Background: Racial disparities in breast cancer incidence and clinical outcome have become increasingly recognized. In particular, African American (AA) patients have higher mortality rates than other racial groups. Research into these racial disparities has primarily focused on socioeconomic determinants, with some studies exploring potential molecular determinants. Biologically, few differences in genetics or transcriptomics have been found to be due to race. Understanding racial differences in breast cancer development as they relate to patient outcomes requires a comprehensive approach, integrating tumor intrinsic and extrinsic factors. We have developed a platform that combines patient-specific imaging and -omics data to elucidate how biological differences are integrated to cause racial differences in tumor behavior and disparities in patient outcome.
Methods: Imaging and transcriptomic data from over 500 patients were integrated within the SimBioSys TumorScope biophysical modeling software to understand how racial differences in tumor biology are coordinated to determine tumor behavior. Specifically, we used artificial intelligence to automatically segment tumors from patient MRIs, and construct 3D models of patient tumors and the surrounding microenvironment. We then used these segmentations to identify radiological differences between AA and Caucasian patients. Simultaneously, we used patient-specific mathematical models of tumor metabolism constructed from RNA-seq data to determine metabolic differences between tumors in AA and Caucasian patients.

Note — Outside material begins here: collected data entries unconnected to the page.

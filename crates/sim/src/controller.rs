// SPDX-License-Identifier: BUSL-1.1
// Copyright (c) 2026 Alfred Jean LLC

//! Execution controllers: the user-authored actors that drive a
//! simulation by creating managers, submitting jobs, and processing
//! events.

use crate::data_manager::DataMovementManager;
use crate::job_manager::JobManager;
use crate::registry::{ComputeRef, RegistryRef};
use async_trait::async_trait;
use gantry_core::{ExecutionEvent, FailureCause, HostName, ServiceName};
use gantry_kernel::{Alarm, Commport, KernelError, SimContext};
use gantry_storage::StorageEndpoint;
use std::rc::Rc;

/// User-authored orchestration logic. One controller maps onto one
/// actor; `run` is its entire lifetime.
#[async_trait(?Send)]
pub trait ExecutionController: 'static {
    async fn run(self: Box<Self>, env: ControllerEnv) -> Result<(), FailureCause>;
}

#[async_trait(?Send)]
impl<F, Fut> ExecutionController for F
where
    F: FnOnce(ControllerEnv) -> Fut + 'static,
    Fut: std::future::Future<Output = Result<(), FailureCause>> + 'static,
{
    async fn run(self: Box<Self>, env: ControllerEnv) -> Result<(), FailureCause> {
        (*self)(env).await
    }
}

/// Everything a controller can reach: its context, its private event
/// port, and the service registry.
#[derive(Clone)]
pub struct ControllerEnv {
    ctx: SimContext,
    event_port: Commport,
    registry: RegistryRef,
}

impl ControllerEnv {
    pub(crate) fn new(ctx: SimContext, event_port: Commport, registry: RegistryRef) -> Self {
        Self { ctx, event_port, registry }
    }

    pub fn ctx(&self) -> &SimContext {
        &self.ctx
    }

    pub fn hostname(&self) -> &HostName {
        self.ctx.host()
    }

    pub fn now(&self) -> f64 {
        self.ctx.now()
    }

    pub async fn sleep(&self, seconds: f64) -> Result<(), FailureCause> {
        self.ctx.sleep(seconds).await.map_err(FailureCause::from)
    }

    pub fn create_job_manager(&self) -> Result<Rc<JobManager>, FailureCause> {
        JobManager::new(&self.ctx, &self.event_port, self.registry.clone())
            .map_err(FailureCause::from)
    }

    pub fn create_data_movement_manager(&self) -> Rc<DataMovementManager> {
        DataMovementManager::new(&self.ctx, &self.event_port, self.registry.clone())
    }

    /// Block until the next execution event for this controller.
    pub async fn wait_for_next_event(&self) -> Result<ExecutionEvent, FailureCause> {
        self.ctx.expect::<ExecutionEvent>(&self.event_port).await.map_err(FailureCause::from)
    }

    /// Like `wait_for_next_event` with a timeout; elapsing yields a
    /// `NETWORK_TIMEOUT` cause.
    pub async fn wait_for_next_event_timeout(
        &self,
        seconds: f64,
    ) -> Result<ExecutionEvent, FailureCause> {
        let msg = self
            .ctx
            .get_timeout(&self.event_port, seconds)
            .await
            .map_err(FailureCause::from)?;
        msg.downcast::<ExecutionEvent>().map_err(|other| {
            FailureCause::from(KernelError::UnexpectedMessage {
                port: smol_str::SmolStr::new(self.event_port.name()),
                got: other.type_name(),
            })
        })
    }

    /// Post a timer event to this controller at an absolute date.
    pub fn set_timer(&self, date: f64, message: &str) {
        Alarm::schedule(
            &self.ctx,
            &self.event_port,
            ExecutionEvent::Timer { message: message.to_string(), date },
            date,
        )
        .detach();
    }

    pub fn compute_service(&self, name: &ServiceName) -> Option<ComputeRef> {
        self.registry.compute(name)
    }

    pub fn storage_service(&self, name: &ServiceName) -> Option<StorageEndpoint> {
        self.registry.storage_endpoint(name)
    }

    pub fn registry(&self) -> &RegistryRef {
        &self.registry
    }
}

Results: We profiled structural differences in 266 tumors (181 Caucasian and 85 AA) and metabolic differences in 552 tumors (422 Caucasian and 130 AA). In our patient cohort, AA tumors were smaller (AA/Caucasian volume = 0.573, p = 0.004), more spherical (AA/Caucasian sphericity = 1.12, p = 0.0046), had lower spatial variation in tumor stiffness (AA/Caucasian Contrast GLRLM Gray Level Non-uniformity = 0.63, p = 0.0004), and had higher vascular perfusion than Caucasian tumors (AA/Caucasian vascular shell density = 1.43, p = 0.0015). In addition, AA tumors demonstrated increased levels in several features which may contribute to a decreased response to therapy, including a higher spatial heterogeneity in drug delivery and secretion (AA/Caucasian WIS std = 2.2, p = 5.9×10 -9, WOS std = 11.5, p < 10 -10) and higher levels of adipose surrounding the tumor (AA/Caucasian adipose shell density = 1.13, p = 0.0024). Metabolically, we found that tumors from AA patients have increased sphingolipid metabolism (AA/Caucasian fold change (FC) = 1.4, p = 0.04) and pyruvate metabolism (FC = 1.03, p = 0.03); and decreased starch and sucrose metabolism (FC = 0.89, p = 0.03), fatty acid metabolism (average FC = 0.83, p = 0.04), glycerolipid metabolism (FC = 0.70, p = 0.025), and acylglyceride metabolism (FC = 0.69, p = 0.025). Furthermore, we found that these metabolic features integrate in such a way that tumors from AA patients had an increased specific growth rate (FC = 1.52, p = 0.014), compared to Caucasian patients (which remained when correcting for PAM50 subtype).
Conclusion: Taken together, these results indicate that tumors of AA patients have a more aggressive phenotype (high growth rate) and potentially a lower response to chemotherapeutic drugs (high spatial heterogeneity of drug delivery and secretion and high surrounding adipose). These features likely work together to contribute to the disproportionately poor survival rates repeatedly observed in AA breast cancer patients. By characterizing racial-specific tumor intrinsic and extrinsic biological factor and their potential interactions, TumorScope simulation platform can assist in finding strategies that may improve clinical management, life-expectancy, and overall outcomes of racial minorities with breast cancer.